### DATA FOR THIS TASK ###
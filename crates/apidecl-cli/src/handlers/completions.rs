//! Shell completions command handler

use crate::cli::{Cli, CompletionsArgs};
use crate::error::Result;
use clap::CommandFactory;
use clap_complete::generate;
use std::io;

/// Handle the completions command
pub fn handle_completions(args: CompletionsArgs) -> Result<()> {
    let mut cmd = Cli::command();
    let name = cmd.get_name().to_string();
    generate(args.shell.to_clap_shell(), &mut cmd, name, &mut io::stdout());
    Ok(())
}
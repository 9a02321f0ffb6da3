//! apidecl core - declare API data shapes once, cast and validate against them
//!
//! This crate holds the schema meta-model and the runtime engine built on it:
//!
//! - **Existence levels**: ordered requirement strength for a value
//! - **Schema nodes**: recursive type descriptions with validators and defaults
//! - **Definitions registry**: named components with reference resolution
//! - **Casting engine**: coerces untyped input into a typed result tree
//! - **Validation engine**: collects attribute-scoped data errors
//! - **Loader**: reads YAML/JSON declaration files into a registry
//!
//! ## Quick Start
//!
//! ```rust
//! use apidecl_core::{cast_wire, Registry, Schema, SchemaNode, ValidatorKind};
//! use serde_json::json;
//!
//! let mut registry = Registry::new();
//! registry
//!     .add_schema(
//!         "Pet",
//!         SchemaNode::object()
//!             .property("name", SchemaNode::string().required())
//!             .property(
//!                 "age",
//!                 SchemaNode::integer()
//!                     .try_validator(ValidatorKind::Minimum, &json!(0))
//!                     .unwrap(),
//!             ),
//!     )
//!     .unwrap();
//!
//! let schema = Schema::reference("Pet");
//! let input = json!({ "name": "Rex", "age": "3" });
//! let pet = cast_wire(Some(&input), &schema, &registry).unwrap();
//!
//! assert!(pet.is_valid());
//! let model = pet.model().unwrap();
//! assert_eq!(model.get("age").and_then(|age| age.as_i64()), Some(3));
//! ```
//!
//! Copyright (c) 2025 Apidecl Team
//! Licensed under the Apache-2.0 license

pub mod casting;
pub mod config;
pub mod error;
pub mod existence;
pub mod loader;
pub mod registry;
pub mod schema;
pub mod validation;

// Re-export commonly used types for convenience
pub use casting::{
    cast, cast_wire, AttributeSource, CastError, CastMode, CastNode, Casted, Caster, Model, Raw,
    ToRaw,
};
pub use config::EngineConfig;
pub use error::{DeclarationError, Error, ReferenceError, Result};
pub use existence::{Existence, Presence};
pub use registry::{
    ApiKeyLocation, Callback, Component, ComponentKind, Contact, Example, Header, HttpMethod, Info,
    License, Link, MediaType, OAuthFlow, OAuthFlows, Operation, Parameter, ParameterLocation,
    RefOr, Registry, RequestBody, Response, SecurityRequirement, SecurityScheme, Server, Tag,
};
pub use schema::{
    Bound, DefaultValue, Format, IsoDuration, Kind, Schema, SchemaNode, Validator, ValidatorKind,
};
pub use validation::{
    validate, DefaultMessages, ErrorKind, MessageCatalog, ValidationError, ValidationErrors,
};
###
(BRIEF)
Referring to the material above, set down exactly the lines between the line with "completions command handler" and the line with "repository 9a02321f0ffb6da3", inclusive, and no other lines.

(OUTPUT FOR THIS EXERCISE)
//! Shell completions command handler

use crate::cli::{Cli, CompletionsArgs};
use crate::error::Result;
use clap::CommandFactory;
use clap_complete::generate;
use std::io;

/// Handle the completions command
pub fn handle_completions(args: CompletionsArgs) -> Result<()> {
    let mut cmd = Cli::command();
    let name = cmd.get_name().to_string();
    generate(args.shell.to_clap_shell(), &mut cmd, name, &mut io::stdout());
    Ok(())
}
repository 9a02321f0ffb6da3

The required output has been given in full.